Chinese Banks’ Record Loan Issuance Amid Economic Slowdown in 2023


  • Chinese banks are predicted to have authorized net new yuan loans worth 1.40 trillion yuan ($195.55 billion) last month.
  • This is an increase from the 1.09 trillion yuan in November and nearly similar to the levels seen during the same period last year.
  • Forecasts for December suggest that total new lending this year would reach 22.98 trillion yuan, close to the economy size of the UK.
  • The economic recovery of the world’s second-largest economy continues to falter due to weak consumer and business confidence, local government debts, and a significant property crisis.
  • The People’s Bank of China (PBOC) is expected to introduce further easing measures to support the economy, specifically addressing deflationary pressures and the property slump.
  • Five major Chinese banks have decreased interest rates on some deposits, signaling a possible policy rate cut by the PBOC soon.
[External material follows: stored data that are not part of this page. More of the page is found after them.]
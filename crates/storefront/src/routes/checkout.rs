//! Checkout step handlers.
//!
//! The shipping step stores the address form in the session; the pay step
//! shows what is about to be charged before the buyer posts to
//! `/webpay/init/`.

use axum::{
    Form, Json,
    response::{IntoResponse, Redirect},
};
use serde::Serialize;
use tower_sessions::Session;
use tracing::instrument;

use crate::error::Result;
use crate::middleware::{load_cart, load_shipping, save_shipping as store_shipping};
use crate::models::ShippingDetails;
use crate::payments::CheckoutError;
use crate::routes::cart::CartView;

/// Pay step summary.
#[derive(Debug, Serialize)]
pub struct PaySummary {
    pub cart: CartView,
    pub shipping: ShippingDetails,
    /// Goods only; shipping cost is added when the payment starts.
    pub subtotal: String,
}

/// Store the shipping form and continue to the pay step.
///
/// An empty cart goes back to `/cart` without storing anything.
#[instrument(skip(session, form))]
pub async fn save_shipping(
    session: Session,
    Form(form): Form<ShippingDetails>,
) -> Result<impl IntoResponse> {
    if load_cart(&session).await.is_empty() {
        return Err(CheckoutError::EmptyCart.into());
    }
    store_shipping(&session, &form).await?;
    Ok(Redirect::to("/checkout/pay"))
}

/// Pay step. Sends the buyer back to whichever step is incomplete.
#[instrument(skip(session))]
pub async fn pay(session: Session) -> Result<Json<PaySummary>> {
    let cart = load_cart(&session).await;
    if cart.is_empty() {
        return Err(CheckoutError::EmptyCart.into());
    }

    let shipping = load_shipping(&session)
        .await
        .ok_or(CheckoutError::MissingShipping)?;

    Ok(Json(PaySummary {
        subtotal: cart.subtotal_price().display(),
        cart: CartView::from(&cart),
        shipping,
    }))
}
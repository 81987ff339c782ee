//! Order notifications.
//!
//! Payment code talks to [`Notifications`], never to a [`Notifier`]
//! directly: a notification that cannot be delivered is logged and dropped,
//! and the payment outcome is the same whether it was sent or not.

use std::sync::Arc;

use async_trait::async_trait;
use lettre::transport::smtp::Error as SmtpError;
use thiserror::Error;

use crate::models::Order;

/// Errors that can occur when delivering a notification.
#[derive(Debug, Error)]
pub enum NotificationError {
    /// SMTP transport error.
    #[error("SMTP error: {0}")]
    Smtp(#[from] SmtpError),

    /// Failed to build email message.
    #[error("Failed to build message: {0}")]
    MessageBuild(#[from] lettre::error::Error),

    /// Invalid email address.
    #[error("Invalid email address: {0}")]
    InvalidAddress(String),

    /// Template rendering error.
    #[error("Template error: {0}")]
    Template(#[from] askama::Error),
}

/// Delivers order notifications to the purchaser and shop staff.
#[async_trait]
pub trait Notifier: Send + Sync {
    /// The order was paid.
    async fn send_paid(&self, order: &Order) -> Result<(), NotificationError>;

    /// Payment could not be started or was not authorized.
    async fn send_failed(
        &self,
        order: &Order,
        message: &str,
        detail: &serde_json::Value,
    ) -> Result<(), NotificationError>;
}

/// Notifier used when no mail transport is configured.
#[derive(Debug, Clone, Copy, Default)]
pub struct NoopNotifier;

#[async_trait]
impl Notifier for NoopNotifier {
    async fn send_paid(&self, order: &Order) -> Result<(), NotificationError> {
        tracing::debug!(order_id = %order.id, "Email disabled, skipping paid notification");
        Ok(())
    }

    async fn send_failed(
        &self,
        order: &Order,
        _message: &str,
        _detail: &serde_json::Value,
    ) -> Result<(), NotificationError> {
        tracing::debug!(order_id = %order.id, "Email disabled, skipping failure notification");
        Ok(())
    }
}

/// Best-effort wrapper around a [`Notifier`].
#[derive(Clone)]
pub struct Notifications {
    notifier: Arc<dyn Notifier>,
}

impl Notifications {
    #[must_use]
    pub fn new(notifier: Arc<dyn Notifier>) -> Self {
        Self { notifier }
    }

    /// Send the paid notification, logging any failure.
    pub async fn paid(&self, order: &Order) {
        if let Err(e) = self.notifier.send_paid(order).await {
            tracing::error!(order_id = %order.id, error = %e, "Failed to send paid notification");
        }
    }

    /// Send the failure notification, logging any failure.
    pub async fn failed(&self, order: &Order, message: &str, detail: &serde_json::Value) {
        if let Err(e) = self.notifier.send_failed(order, message, detail).await {
            tracing::error!(
                order_id = %order.id,
                error = %e,
                "Failed to send payment failure notification"
            );
        }
    }
}

impl Default for Notifications {
    fn default() -> Self {
        Self::new(Arc::new(NoopNotifier))
    }
}
impl PaymentService {
    #[must_use]
    pub fn new(
        orders: Arc<dyn OrderStore>,
        gateway: Arc<dyn PaymentGateway>,
        notifications: Notifications,
    ) -> Self {
        Self {
            orders,
            gateway,
            notifications,
        }
    }

    /// Order storage, for read-only views.
    #[must_use]
    pub fn orders(&self) -> &Arc<dyn OrderStore> {
        &self.orders
    }

    /// Create a pending order for the cart and open a Webpay transaction.
    ///
    /// The cart is left untouched; it is only emptied by a successful
    /// confirmation.
    ///
    /// # Errors
    ///
    /// Returns `EmptyCart` or `MissingShipping` before anything is stored.
    /// Webpay failures, and failing to store Webpay's token, are not errors:
    /// the order is cancelled and [`InitiateOutcome::Failed`] is returned.
    #[instrument(skip(self, draft), fields(user_id = %draft.user.id))]
    pub async fn initiate(&self, draft: CheckoutDraft) -> Result<InitiateOutcome, CheckoutError> {
        if draft.cart.is_empty() {
            return Err(CheckoutError::EmptyCart);
        }
        let shipping = draft.shipping.ok_or(CheckoutError::MissingShipping)?;

        let shipping_cost = parse_shipping_cost(draft.shipping_cost.as_deref());
        let total = (draft.cart.subtotal() + Decimal::from(shipping_cost)).trunc();
        let amount = Price::clp(total)
            .whole_units()
            .ok_or(CheckoutError::InvalidAmount(total))?;

        let order = self
            .orders
            .create_pending(NewOrder {
                user_id: draft.user.id,
                customer_email: Some(draft.user.email.clone()),
                total,
                shipping_data: Some(shipping.to_order_data(shipping_cost)),
                items: draft.cart.to_order_items(),
            })
            .await?;

        let buy_order = buy_order_reference(&order);
        let request = CreateTransaction {
            buy_order: buy_order.clone(),
            session_id: draft.user.id.to_string(),
            amount,
            return_url: draft.return_url,
        };

        match self.gateway.create_transaction(&request).await {
            Ok(created) => {
                if let Err(e) = self
                    .orders
                    .attach_payment(order.id, &created.token, &buy_order)
                    .await
                {
                    // Without a stored token no confirmation can find this order.
                    error!(order_id = %order.id, error = %e, "Webpay token could not be stored");
                    let detail = serde_json::json!({ "error": e.to_string() });
                    let outcome = self
                        .settle(order, OrderStatus::Cancelled, INIT_FAILED, detail)
                        .await?;
                    return Ok(InitiateOutcome::Failed(outcome));
                }
                info!(order_id = %order.id, buy_order = %buy_order, amount, "Webpay transaction created");
                Ok(InitiateOutcome::Redirect(created.redirect_url()))
            }
            Err(e) => {
                error!(order_id = %order.id, error = %e, "Webpay transaction could not be created");
                let detail = serde_json::json!({ "error": e.to_string() });
                let outcome = self
                    .settle(order, OrderStatus::Cancelled, INIT_FAILED, detail)
                    .await?;
                Ok(InitiateOutcome::Failed(outcome))
            }
        }
    }

    /// Settle the order for `token` with Webpay's verdict.
    ///
    /// # Errors
    ///
    /// Returns `OrderNotFound` when Webpay answered for a token that matches
    /// no order. Nothing is modified in that case.
    #[instrument(skip(self, token))]
    pub async fn confirm(&self, token: Option<&str>) -> Result<PaymentOutcome, CheckoutError> {
        let Some(token) = token.map(str::trim).filter(|t| !t.is_empty()) else {
            info!("Buyer returned from Webpay without a token");
            return Ok(PaymentOutcome::failed(
                None,
                CANCELLED_BY_USER,
                serde_json::json!({}),
            ));
        };

        if let Some(order) = self.orders.find_by_token(token).await?
            && order.status.is_terminal()
        {
            info!(order_id = %order.id, status = %order.status, "Order already settled");
            return Ok(PaymentOutcome::settled(order));
        }

        match self.gateway.commit_transaction(token).await {
            Err(e) => {
                error!(error = %e, "Webpay commit failed");
                let order = self.order_for_token(token).await?;
                let detail = serde_json::json!({ "error": e.to_string() });
                self.settle(order, OrderStatus::Cancelled, COMMIT_FAILED, detail)
                    .await
            }
            Ok(result) => {
                let order = self.order_for_token(token).await?;
                if result.is_authorized() {
                    self.settle(order, OrderStatus::Paid, APPROVED, result.raw)
                        .await
                } else {
                    let message = response_message(result.response_code);
                    info!(
                        order_id = %order.id,
                        status = ?result.status,
                        response_code = ?result.response_code,
                        "Payment not authorized"
                    );
                    self.settle(order, OrderStatus::Cancelled, message, result.raw)
                        .await
                }
            }
        }
    }

    async fn order_for_token(&self, token: &str) -> Result<Order, CheckoutError> {
        self.orders
            .find_by_token(token)
            .await?
            .ok_or_else(|| CheckoutError::OrderNotFound {
                token: token.to_string(),
            })
    }

    /// Move `order` out of `pending` and notify, unless another request
    /// already did.
    async fn settle(
        &self,
        order: Order,
        to: OrderStatus,
        message: &str,
        detail: serde_json::Value,
    ) -> Result<PaymentOutcome, CheckoutError> {
        match self.orders.transition(order.id, to).await? {
            Transition::Applied(order) => {
                info!(order_id = %order.id, status = %order.status, "Order settled");
                if to == OrderStatus::Paid {
                    self.notifications.paid(&order).await;
                    Ok(PaymentOutcome {
                        state: PaymentState::Success,
                        order: Some(order),
                        message: message.to_string(),
                        detail,
                        clear_cart: true,
                    })
                } else {
                    self.notifications.failed(&order, message, &detail).await;
                    Ok(PaymentOutcome::failed(Some(order), message, detail))
                }
            }
            Transition::AlreadySettled(order) => {
                warn!(
                    order_id = %order.id,
                    status = %order.status,
                    requested = %to,
                    "Order settled by a concurrent request"
                );
                Ok(PaymentOutcome::settled(order))
            }
        }
    }
}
The Economic Climate in China

Despite a small uptick in lending activity, China’s economy continues to face challenges. After an insufficient post-pandemic boost, both consumer and business confidence remain low. Simultaneously, local governments are struggling with massive debts, and a severe property crunch is dragging down construction and investment operations.

The Role of the PBOC

The central bank, the PBOC, is expected to announce additional easing measures to prop up the ailing economy. Among the policy tools at its disposal are open market operations, reserve requirements, and the medium-term lending facility (MLF). These measures are deemed necessary to stimulate reasonable credit growth.

Looking Forward

In the face of these challenges, analysts are projecting China’s economic growth to stick to the government’s target of around 5% in 2023. If the government ups its bond issuance, this could further boost total social financing (TSF), which measures credit and liquidity levels.

Outstanding TSF at the end of November was 9.4% higher than the previous year, a slight increase compared with 9.3% at the end of October.

The finance ministry reported that local governments issued a net 3.86 trillion yuan in special bonds from January to November.

Overall, the TSF for December is projected to decrease to 2.20 trillion yuan, down from 2.45 trillion yuan in November.

In money exchange terms, $1 equals 7.1593 yuan, or alternatively, $1 equals 7.1592 Chinese yuan renminbi.

This economic landscape presents several implications for currency trading, particularly involving assets tied to the Chinese yuan or industries affected by China’s current economic conditions.